**Directions for this task**.
Find every line in the records below that contains the word "RouteResult", and copy each such line.

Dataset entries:

//! Engine - the single event-loop consumer for GUI mode
//!
//! The Engine owns every window and the backend process. All mutation of
//! either happens here, one [`RouterEvent`] at a time, so the routers never
//! race with each other or with teardown.

use std::io::Write;
use std::sync::Arc;
use std::time::Duration;

use tokio::sync::mpsc;

use opsh_backend::{BackendLaunch, BackendProcess};
use opsh_core::prelude::*;
use opsh_core::{AppPhase, BackendEvent, Command};

use crate::dispatch::{Dispatcher, EventQueue, RouterEvent, QUEUE_CAPACITY};
use crate::handler::{route_backend, route_surface, RouteResult, RouterAction};
use crate::shutdown::{ShutdownCoordinator, ShutdownTarget};
use crate::window::WindowSet;

/// How long `restart` waits for the old backend before spawning the new one
pub const RESTART_TIMEOUT: Duration = Duration::from_secs(5);

/// How long teardown waits for the backend to be reaped
pub const TEARDOWN_TIMEOUT: Duration = Duration::from_secs(5);

/// Orchestration engine for a GUI run.
///
/// Owns:
/// - the windows and their surfaces
/// - the backend process and its generation counter
/// - the receiving end of the dispatch queue
/// - host stdout, for the `stdout` command
pub struct Engine {
    /// Lifecycle phase of this run
    pub phase: AppPhase,

    windows: WindowSet,

    /// How to (re)start the backend
    launch: BackendLaunch,

    backend: Option<BackendProcess>,

    /// Incremented on every spawn; events from older spawns are dropped
    generation: u64,

    /// Producer handle, cloned into backend forwarding tasks
    dispatcher: Dispatcher,

    /// Consumer end of the dispatch queue
    events: EventQueue,

    coordinator: Arc<ShutdownCoordinator>,

    stdout: Box<dyn Write + Send>,
}

impl Engine {
    pub fn new(
        windows: WindowSet,
        launch: BackendLaunch,
        dispatcher: Dispatcher,
        events: EventQueue,
        coordinator: Arc<ShutdownCoordinator>,
    ) -> Self {
        Self {
            phase: AppPhase::GuiMode,
            windows,
            launch,
            backend: None,
            generation: 0,
            dispatcher,
            events,
            coordinator,
            stdout: Box::new(std::io::stdout()),
        }
    }

    /// Send `stdout` command output somewhere other than host stdout.
    pub fn with_stdout(mut self, out: impl Write + Send + 'static) -> Self {
        self.stdout = Box::new(out);
        self
    }

    pub fn windows(&self) -> &WindowSet {
        &self.windows
    }

    /// Generation of the current (or last) backend; 0 before the first spawn
    pub fn generation(&self) -> u64 {
        self.generation
    }

    pub fn backend_pid(&self) -> Option<u32> {
        self.backend.as_ref().and_then(BackendProcess::id)
    }

    /// Spawn the backend as a new generation.
    ///
    /// Its events are tagged with the generation and forwarded into the
    /// dispatch queue in the order they were read.
    pub fn start_backend(&mut self) -> Result<()> {
        let generation = self.generation + 1;
        let (tx, mut rx) = mpsc::channel::<BackendEvent>(QUEUE_CAPACITY);

        let process = BackendProcess::spawn(&self.launch, tx)?;
        self.generation = generation;

        let dispatcher = self.dispatcher.clone();
        tokio::spawn(async move {
            while let Some(event) = rx.recv().await {
                if !dispatcher.send_backend(generation, event).await {
                    break;
                }
            }
            debug!("Backend generation {} forwarder finished", generation);
        });

        info!(
            "Backend generation {} running (pid {:?})",
            generation,
            process.id()
        );
        self.backend = Some(process);
        Ok(())
    }

    /// Run until shutdown is requested, then tear everything down.
    ///
    /// Returns the exit code.
    pub async fn run(&mut self) -> i32 {
        self.phase = AppPhase::Running;
        let coordinator = Arc::clone(&self.coordinator);

        loop {
            tokio::select! {
                biased;

                _ = coordinator.requested() => break,

                event = self.events.recv() => match event {
                    Some(event) => self.process_event(event).await,
                    None => {
                        info!("Dispatch queue closed");
                        coordinator.request(0);
                        break;
                    }
                },
            }
        }

        self.shutdown().await
    }

    /// Tear down backend, windows and event loop. Idempotent.
    pub async fn shutdown(&mut self) -> i32 {
        self.phase = AppPhase::ShuttingDown;
        let coordinator = Arc::clone(&self.coordinator);
        let code = coordinator.teardown(self).await;
        self.phase = AppPhase::Terminated;
        info!("Exiting with code {}", code);
        code
    }

    /// Process one event and every follow-up it produces.
    pub async fn process_event(&mut self, event: RouterEvent) {
        let mut next = Some(event);
        while let Some(event) = next.take() {
            if self.coordinator.is_requested() {
                debug!("Shutdown requested, dropping {:?}", event);
                break;
            }
            next = self.handle_event(event).await;
        }
    }

    async fn handle_event(&mut self, event: RouterEvent) -> Option<RouterEvent> {
        match event {
            RouterEvent::Backend { generation, event } if generation != self.generation => {
                trace!(
                    "Dropping {} from stale backend generation {}",
                    event.kind(),
                    generation
                );
                None
            }
            RouterEvent::Backend { event, .. } => self.handle_backend_event(event).await,
            RouterEvent::Surface { index, line } => {
                let cmd = Command::parse(&line);
                let result = route_surface(&mut self.windows, index, &cmd, &line);
                self.apply(result).await
            }
            RouterEvent::SurfaceClosed { index } => {
                self.handle_surface_closed(index);
                None
            }
            RouterEvent::SurfaceResized { index, size } => {
                if let Some(window) = self.windows.get_mut(index) {
                    window.record_size(size);
                }
                None
            }
        }
    }

    async fn handle_backend_event(&mut self, event: BackendEvent) -> Option<RouterEvent> {
        match event {
            BackendEvent::Stdout(line) => {
                let cmd = Command::parse(&line);
                match route_backend(&mut self.windows, &cmd) {
                    Ok(result) => self.apply(result).await,
                    Err(e) => {
                        warn!("Ignoring '{}': {}", line, e);
                        None
                    }
                }
            }
            BackendEvent::Stderr(line) => {
                eprintln!("{}", line);
                None
            }
            BackendEvent::Exited { code } => {
                warn!("Backend exited on its own ({:?}), windows stay open", code);
                self.backend = None;
                None
            }
        }
    }

    fn handle_surface_closed(&mut self, index: usize) {
        let Some(window) = self.windows.get_mut(index) else {
            return;
        };
        if window.can_exit() {
            info!("Window {} closed by the user", index);
            self.coordinator.request(0);
        } else {
            window.record_hidden();
        }
    }

    /// Perform the action of a route result and hand back its follow-up.
    async fn apply(&mut self, result: RouteResult) -> Option<RouterEvent> {
        if let Some(action) = result.action {
            self.perform(action).await;
        }
        result.message
    }

    async fn perform(&mut self, action: RouterAction) {
        match action {
            RouterAction::ForwardToBackend(line) => self.forward_to_backend(&line).await,
            RouterAction::RestartBackend => self.restart_backend().await,
            RouterAction::WriteStdout(text) => self.write_stdout(&text),
            RouterAction::Shutdown(code) => {
                self.coordinator.request(code);
            }
        }
    }

    /// Write a line to backend stdin.
    ///
    /// A backend that stops reading its stdin makes this wait; a shutdown
    /// request abandons the write so the loop can tear down.
    async fn forward_to_backend(&mut self, line: &str) {
        let Some(backend) = &self.backend else {
            warn!("No backend running, dropping '{}'", line);
            return;
        };

        let coordinator = Arc::clone(&self.coordinator);
        tokio::select! {
            biased;

            _ = coordinator.requested() => {
                debug!("Shutdown requested, abandoning write of '{}'", line);
            }
            result = backend.write(line) => {
                if let Err(e) = result {
                    warn!("Failed to forward to backend: {}", e);
                }
            }
        }
    }

    /// Kill the backend, wait for it, then spawn the next generation.
    async fn restart_backend(&mut self) {
        info!("Restarting backend");
        if let Some(mut old) = self.backend.take() {
            old.terminate(RESTART_TIMEOUT).await;
        }
        if let Err(e) = self.start_backend() {
            error!("Failed to restart backend: {}", e);
            self.coordinator.request(1);
        }
    }

    fn write_stdout(&mut self, text: &str) {
        let result = writeln!(self.stdout, "{}", text).and_then(|()| self.stdout.flush());
        if let Err(e) = result {
            warn!("Failed to write to stdout: {}", e);
        }
    }
}

impl ShutdownTarget for Engine {
    async fn kill_backend(&mut self) {
        if let Some(mut backend) = self.backend.take() {
            backend.terminate(TEARDOWN_TIMEOUT).await;
        }
    }

    fn kill_windows(&mut self) {
        self.windows.kill_all();
    }

    fn kill_shell(&mut self) {
        // Later sends fail, queued events are dropped with the receiver
        self.events.close();
    }
}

**Your response**.
use crate::handler::{route_backend, route_surface, RouteResult, RouterAction};
    async fn apply(&mut self, result: RouteResult) -> Option<RouterEvent> {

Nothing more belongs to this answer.